Online sales still remain one of their key areas of focus with exclusive curations and bigger assortments for their virtual customers. Dhama is also a strong believer of the tangible experience of buying an Obeetee carpet, which reflects in the company’s plans of opening around seven stores in the next few years, with Hyderabad being the next stop.
While Obeetee’s recent campaign saw the likes of Jim Sarbh, Dia Mirza, Tarun Tahiliani, Sanjay Puri, Amaan Ali Bangash and Ayaan Ali Bangash participate in a series of videos released on Instagram, their most recent Gypsy Oasis collection is inspired by the Khotan and Oushal patterns mixed with more modern elements on silk and wool in a bohemian mix of motifs and is priced between Rs 25,000 and Rs 3 lakh.

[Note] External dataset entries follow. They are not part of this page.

//! Constraint solver.
//!
//! Places movable tasks on a discrete grid around fixed events so that the
//! sum of priority-weighted utilities is maximal:
//! - Candidate starts come from the task window, fixed events and preferences
//! - Utilities come from a [`ScoringFunction`], memoized per solve
//! - An exact branch-and-bound picks the assignment, optionally under a budget
//!
//! The same inputs always produce the same Schedule unless a wall-clock
//! budget cuts the search short.

mod grid;
mod search;

use std::collections::BTreeSet;
use std::time::Instant;

use crate::config::SolverConfig;
use crate::error::{CoreError, Result, ValidationError};
use crate::model::{
    validate_fixed_events, Assignment, FixedEvent, Granularity, Preferences, Schedule,
    SolveOptimality, Task, TimeRange, TimeSlot,
};
use crate::scoring::{ConstantScorer, ScoreCache, ScoringFunction};

use grid::Grid;
use search::{Candidate, DailyCap, SearchLimits, SearchTask};

/// Longest horizon a single solve accepts.
pub const MAX_HORIZON_DAYS: i64 = 366;

/// Allocation solver.
#[derive(Debug, Clone)]
pub struct Solver {
    config: SolverConfig,
    granularity: Granularity,
}

impl Solver {
    /// Create a solver, rejecting an invalid configuration.
    pub fn new(config: SolverConfig) -> Result<Self> {
        config.validate()?;
        let granularity = config.granularity()?;
        Ok(Self {
            config,
            granularity,
        })
    }

    pub fn config(&self) -> &SolverConfig {
        &self.config
    }

    pub fn granularity(&self) -> Granularity {
        self.granularity
    }

    /// Solve with every placement worth the configured default score.
    pub fn solve_uniform(
        &self,
        tasks: &[Task],
        fixed_events: &[FixedEvent],
        preferences: &Preferences,
        horizon: TimeRange,
    ) -> Result<Schedule> {
        let scorer = ConstantScorer(self.config.default_score);
        self.solve(tasks, fixed_events, preferences, horizon, &scorer)
    }

    /// Compute a conflict-free schedule of `tasks` within `horizon`.
    ///
    /// Every task passed in is a candidate regardless of its status. Tasks
    /// that cannot be placed are listed in `Schedule::unscheduled`, or fail
    /// the solve with [`CoreError::Infeasible`] when partial schedules are
    /// disabled.
    pub fn solve(
        &self,
        tasks: &[Task],
        fixed_events: &[FixedEvent],
        preferences: &Preferences,
        horizon: TimeRange,
        scorer: &dyn ScoringFunction,
    ) -> Result<Schedule> {
        self.solve_around(tasks, &[], fixed_events, preferences, horizon, scorer)
    }

    /// Like [`Solver::solve`], next to task time already taken outside
    /// this solve (a task that is running, for instance).
    ///
    /// `occupied` intervals keep the minimum gap to every placed task and
    /// count toward the daily cap of the local day they fall on. They are
    /// not part of the returned Schedule.
    pub fn solve_around(
        &self,
        tasks: &[Task],
        occupied: &[TimeSlot],
        fixed_events: &[FixedEvent],
        preferences: &Preferences,
        horizon: TimeRange,
        scorer: &dyn ScoringFunction,
    ) -> Result<Schedule> {
        let started = Instant::now();
        self.validate_inputs(tasks, fixed_events, preferences, &horizon)?;

        let in_horizon: Vec<FixedEvent> = fixed_events
            .iter()
            .filter(|e| horizon.overlaps(&e.slot))
            .cloned()
            .collect();

        let mut order: Vec<&Task> = tasks.iter().collect();
        order.sort_by(|a, b| a.id.cmp(&b.id));

        let Some(grid_range) = horizon.aligned_to(self.granularity) else {
            let mut schedule = Schedule::empty(horizon, in_horizon);
            schedule.unscheduled = order.iter().map(|t| t.id.clone()).collect();
            return self.finish(schedule);
        };

        let grid = Grid::build(&grid_range, self.granularity, &in_horizon, preferences);
        let mut cache = ScoreCache::new(scorer, preferences, self.config.default_score);

        let gap_minutes = self
            .config
            .min_gap_between_tasks_minutes
            .max(preferences.min_gap_minutes);
        let gap = gap_minutes.div_ceil(self.granularity.minutes()) as usize;

        let taken: Vec<(i64, i64)> = occupied.iter().map(|slot| grid.span_of(slot)).collect();
        let clashes_with_taken = |start: usize, quanta: usize| {
            let (lo, hi) = (start as i64, (start + quanta) as i64);
            let gap = gap as i64;
            taken
                .iter()
                .any(|&(first, end)| lo < end + gap && hi + gap > first)
        };

        let search_tasks: Vec<SearchTask> = order
            .iter()
            .map(|task| {
                let quanta = self.granularity.quanta(task.duration());
                let candidates = grid
                    .feasible_starts(task, quanta)
                    .into_iter()
                    .filter(|&start| !clashes_with_taken(start, quanta))
                    .filter_map(|start| {
                        let score = cache.score(task, &grid.slot(start, quanta));
                        // -inf marks an infeasible placement
                        if !score.is_finite() {
                            return None;
                        }
                        let score = score.max(0.0);
                        Some(Candidate {
                            start,
                            score,
                            weighted: score * task.priority_weight,
                        })
                    })
                    .collect();
                SearchTask::new(quanta, task.priority_weight, candidates)
            })
            .collect();

        let mut already_used = vec![0; grid.days()];
        for slot in occupied {
            let mut at = slot.start;
            while at < slot.end {
                if let Some(day) = grid.day_index(preferences.local_date(at)) {
                    already_used[day] += 1;
                }
                at += self.granularity.duration();
            }
        }
        let cap = preferences.max_task_minutes_per_day.map(|max| DailyCap {
            day_of: grid.day_of(),
            days: grid.days(),
            limit: (max / self.granularity.minutes()) as usize,
            already_used: &already_used,
        });

        let limits = SearchLimits {
            deadline: self.config.time_budget().map(|b| started + b),
            max_nodes: self.config.max_search_nodes,
        };

        let outcome = search::search(&search_tasks, grid.len(), gap, cap, limits);

        let mut schedule = Schedule::empty(horizon, in_horizon);
        for ((task, st), choice) in order.iter().zip(&search_tasks).zip(&outcome.choice) {
            match choice {
                Some(index) => {
                    let cand = st.candidates[*index];
                    schedule.total_utility += cand.score;
                    schedule.assignments.insert(
                        task.id.clone(),
                        Assignment {
                            task_id: task.id.clone(),
                            label: task.label.clone(),
                            slot: grid.slot(cand.start, st.quanta),
                            score: cand.score,
                            weighted_score: cand.weighted,
                            locked: false,
                        },
                    );
                }
                None => {
                    schedule.unscheduled.insert(task.id.clone());
                }
            }
        }
        schedule.objective = outcome.objective;
        schedule.fallback_scores = cache.fallbacks();
        if outcome.exhausted {
            schedule.optimality = SolveOptimality::BudgetExhausted;
        }

        tracing::debug!(
            tasks = tasks.len(),
            scheduled = schedule.scheduled_count(),
            unscheduled = schedule.unscheduled.len(),
            objective = schedule.objective,
            nodes = outcome.nodes,
            oracle_calls = cache.oracle_calls(),
            optimal = !outcome.exhausted,
            elapsed_ms = started.elapsed().as_millis() as u64,
            "solve finished"
        );

        self.finish(schedule)
    }

    fn finish(&self, schedule: Schedule) -> Result<Schedule> {
        if schedule.fallback_scores > 0 {
            tracing::warn!(
                fallbacks = schedule.fallback_scores,
                default_score = self.config.default_score,
                "scoring oracle unavailable, used default score"
            );
        }
        if !self.config.allow_partial_schedules && !schedule.unscheduled.is_empty() {
            return Err(CoreError::Infeasible {
                task_ids: schedule.unscheduled.iter().cloned().collect(),
            });
        }
        Ok(schedule)
    }

    fn validate_inputs(
        &self,
        tasks: &[Task],
        fixed_events: &[FixedEvent],
        preferences: &Preferences,
        horizon: &TimeRange,
    ) -> Result<(), ValidationError> {
        if horizon.start >= horizon.end {
            return Err(ValidationError::InvalidTimeRange {
                start: horizon.start,
                end: horizon.end,
            });
        }
        if horizon.duration() > chrono::Duration::days(MAX_HORIZON_DAYS) {
            return Err(ValidationError::InvalidValue {
                field: "horizon".into(),
                message: format!("longer than {MAX_HORIZON_DAYS} days"),
            });
        }
        preferences.validate()?;
        validate_fixed_events(fixed_events)?;

        let mut seen = BTreeSet::new();
        for task in tasks {
            task.validate()?;
            task.validate_granularity(self.granularity)?;
            if !seen.insert(task.id.as_str()) {
                return Err(ValidationError::DuplicateId(task.id.clone()));
            }
        }
        Ok(())
    }
}
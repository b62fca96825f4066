//! Solver and rescheduler configuration.
//!
//! Stored as TOML at `~/.config/slotplan/config.toml`
//! (`SLOTPLAN_ENV=dev` selects `~/.config/slotplan-dev/`).

use serde::{Deserialize, Serialize};
use std::path::{Path, PathBuf};

use crate::error::{ConfigError, CoreError, Result};
use crate::model::Granularity;
use crate::rescheduler::ReentryPolicy;

/// Options recognized by the constraint solver.
#[derive(Debug, Clone, PartialEq, Serialize, Deserialize)]
pub struct SolverConfig {
    /// Grid quantum in minutes
    #[serde(default = "default_granularity")]
    pub granularity_minutes: u32,
    /// Utility used when the scoring oracle is unavailable
    #[serde(default = "default_score")]
    pub default_score: f64,
    /// Minimum gap between consecutive tasks, combined with the preference gap
    #[serde(default)]
    pub min_gap_between_tasks_minutes: u32,
    /// Wall-clock budget for one solve; 0 disables it
    #[serde(default = "default_time_budget")]
    pub solve_time_budget_ms: u64,
    /// Search node budget for one solve
    #[serde(default)]
    pub max_search_nodes: Option<u64>,
    /// Return partial schedules instead of failing on an unplaceable task
    #[serde(default = "default_true")]
    pub allow_partial_schedules: bool,
}

fn default_granularity() -> u32 {
    15
}
fn default_score() -> f64 {
    0.5
}
fn default_time_budget() -> u64 {
    10_000
}
fn default_true() -> bool {
    true
}

impl Default for SolverConfig {
    fn default() -> Self {
        Self {
            granularity_minutes: default_granularity(),
            default_score: default_score(),
            min_gap_between_tasks_minutes: 0,
            solve_time_budget_ms: default_time_budget(),
            max_search_nodes: None,
            allow_partial_schedules: true,
        }
    }
}

impl SolverConfig {
    /// Check every option.
    pub fn validate(&self) -> Result<(), ConfigError> {
        let granularity = self.granularity()?;
        if !self.default_score.is_finite() || self.default_score < 0.0 {
            return Err(ConfigError::InvalidValue {
                key: "solver.default_score".into(),
                message: format!("{} must be finite and non-negative", self.default_score),
            });
        }
        if self.min_gap_between_tasks_minutes % granularity.minutes() != 0 {
            return Err(ConfigError::InvalidValue {
                key: "solver.min_gap_between_tasks_minutes".into(),
                message: format!(
                    "{} is not a multiple of the {}-minute granularity",
                    self.min_gap_between_tasks_minutes,
                    granularity.minutes()
                ),
            });
        }
        if self.max_search_nodes == Some(0) {
            return Err(ConfigError::InvalidValue {
                key: "solver.max_search_nodes".into(),
                message: "must be positive when set".into(),
            });
        }
        Ok(())
    }

    pub fn granularity(&self) -> Result<Granularity, ConfigError> {
        Granularity::new(self.granularity_minutes).map_err(|e| ConfigError::InvalidValue {
            key: "solver.granularity_minutes".into(),
            message: e.to_string(),
        })
    }

    pub fn time_budget(&self) -> Option<std::time::Duration> {
        (self.solve_time_budget_ms > 0)
            .then(|| std::time::Duration::from_millis(self.solve_time_budget_ms))
    }
}

/// Application configuration.
#[derive(Debug, Clone, PartialEq, Serialize, Deserialize, Default)]
pub struct Config {
    #[serde(default)]
    pub solver: SolverConfig,
    #[serde(default)]
    pub reentry: ReentryPolicy,
}

/// Returns `~/.config/slotplan[-dev]/`, creating it if needed.
pub fn config_dir() -> Result<PathBuf> {
    let base_dir = dirs::home_dir()
        .unwrap_or_else(|| PathBuf::from("."))
        .join(".config");

    let env = std::env::var("SLOTPLAN_ENV").unwrap_or_else(|_| "production".to_string());

    let dir = if env == "dev" {
        base_dir.join("slotplan-dev")
    } else {
        base_dir.join("slotplan")
    };

    std::fs::create_dir_all(&dir)?;
    Ok(dir)
}

impl Config {
    pub fn validate(&self) -> Result<(), ConfigError> {
        self.solver.validate()?;
        self.reentry.validate()
    }

    fn path() -> Result<PathBuf> {
        Ok(config_dir()?.join("config.toml"))
    }

    /// Load from the default location, writing defaults if no file exists.
    pub fn load() -> Result<Self> {
        let path = Self::path()?;
        if path.exists() {
            Self::load_from(&path)
        } else {
            let cfg = Self::default();
            cfg.save_to(&path)?;
            Ok(cfg)
        }
    }

    /// Load and validate a TOML file.
    pub fn load_from(path: &Path) -> Result<Self> {
        let content = std::fs::read_to_string(path).map_err(|e| ConfigError::LoadFailed {
            path: path.to_path_buf(),
            message: e.to_string(),
        })?;
        let cfg: Config =
            toml::from_str(&content).map_err(|e| ConfigError::ParseFailed(e.to_string()))?;
        cfg.validate()?;
        Ok(cfg)
    }

    /// Persist to the default location.
    pub fn save(&self) -> Result<()> {
        self.save_to(&Self::path()?)
    }

    pub fn save_to(&self, path: &Path) -> Result<()> {
        let save_failed = |message: String| ConfigError::SaveFailed {
            path: path.to_path_buf(),
            message,
        };
        let content = toml::to_string_pretty(self).map_err(|e| save_failed(e.to_string()))?;
        std::fs::write(path, content).map_err(|e| save_failed(e.to_string()))?;
        Ok(())
    }

    /// Get a config value as string by dot-separated key.
    pub fn get(&self, key: &str) -> Option<String> {
        let json = serde_json::to_value(self).ok()?;
        let val = get_json_value_by_path(&json, key)?;
        match val {
            serde_json::Value::String(s) => Some(s.clone()),
            other => Some(other.to_string()),
        }
    }

    /// Set a value by dot-separated key without saving. The result is validated.
    pub fn set(&mut self, key: &str, value: &str) -> Result<()> {
        let mut json = serde_json::to_value(&*self)?;
        set_json_value_by_path(&mut json, key, value)?;
        let updated: Config = serde_json::from_value(json)?;
        updated.validate()?;
        *self = updated;
        Ok(())
    }
}

fn get_json_value_by_path<'a>(
    root: &'a serde_json::Value,
    key: &str,
) -> Option<&'a serde_json::Value> {
    if key.is_empty() {
        return None;
    }

    let mut current = root;
    for part in key.split('.') {
        current = current.get(part)?;
    }
    Some(current)
}

fn set_json_value_by_path(root: &mut serde_json::Value, key: &str, value: &str) -> Result<()> {
    let unknown = || CoreError::Config(ConfigError::UnknownKey(key.to_string()));
    let invalid = |message: String| {
        CoreError::Config(ConfigError::InvalidValue {
            key: key.to_string(),
            message,
        })
    };

    let mut parts = key.split('.').peekable();
    let mut current = root;
    while let Some(part) = parts.next() {
        if parts.peek().is_some() {
            current = current.get_mut(part).ok_or_else(unknown)?;
            continue;
        }

        let obj = current.as_object_mut().ok_or_else(unknown)?;
        let existing = obj.get(part).ok_or_else(unknown)?;
        let new_value = match existing {
            serde_json::Value::Bool(_) => serde_json::Value::Bool(
                value
                    .parse::<bool>()
                    .map_err(|_| invalid(format!("cannot parse '{value}' as bool")))?,
            ),
            // Optional fields serialize as null; accept numbers or "none".
            serde_json::Value::Null | serde_json::Value::Number(_) => {
                if value.eq_ignore_ascii_case("none") {
                    serde_json::Value::Null
                } else if let Ok(n) = value.parse::<u64>() {
                    serde_json::Value::Number(n.into())
                } else if let Ok(n) = value.parse::<f64>() {
                    serde_json::Number::from_f64(n)
                        .map(serde_json::Value::Number)
                        .ok_or_else(|| invalid(format!("cannot parse '{value}' as number")))?
                } else {
                    return Err(invalid(format!("cannot parse '{value}' as number")));
                }
            }
            serde_json::Value::Object(_) | serde_json::Value::Array(_) => {
                serde_json::from_str(value)?
            }
            serde_json::Value::String(_) => serde_json::Value::String(value.into()),
        };
        obj.insert(part.to_string(), new_value);
        return Ok(());
    }

    Err(unknown())
}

So how does Obeetee champion its 101-year-old legacy and the needs of its modern consumers today? Says Dhama: “We will never compromise on quality yet we are equipped to meet the needs of the modern-day consumer. Let’s say, they need performance rugs for their flats where they will also have the dog on the carpet. Then we will definitely innovate and come up with designs that can be washed, on which you can have your dog and around which you can also have your lifestyle. But we will hold on to things such as sustainability, the spirit of community and looking after our weavers. Together, by expanding our customer base and through that, we are continuing our legacy.”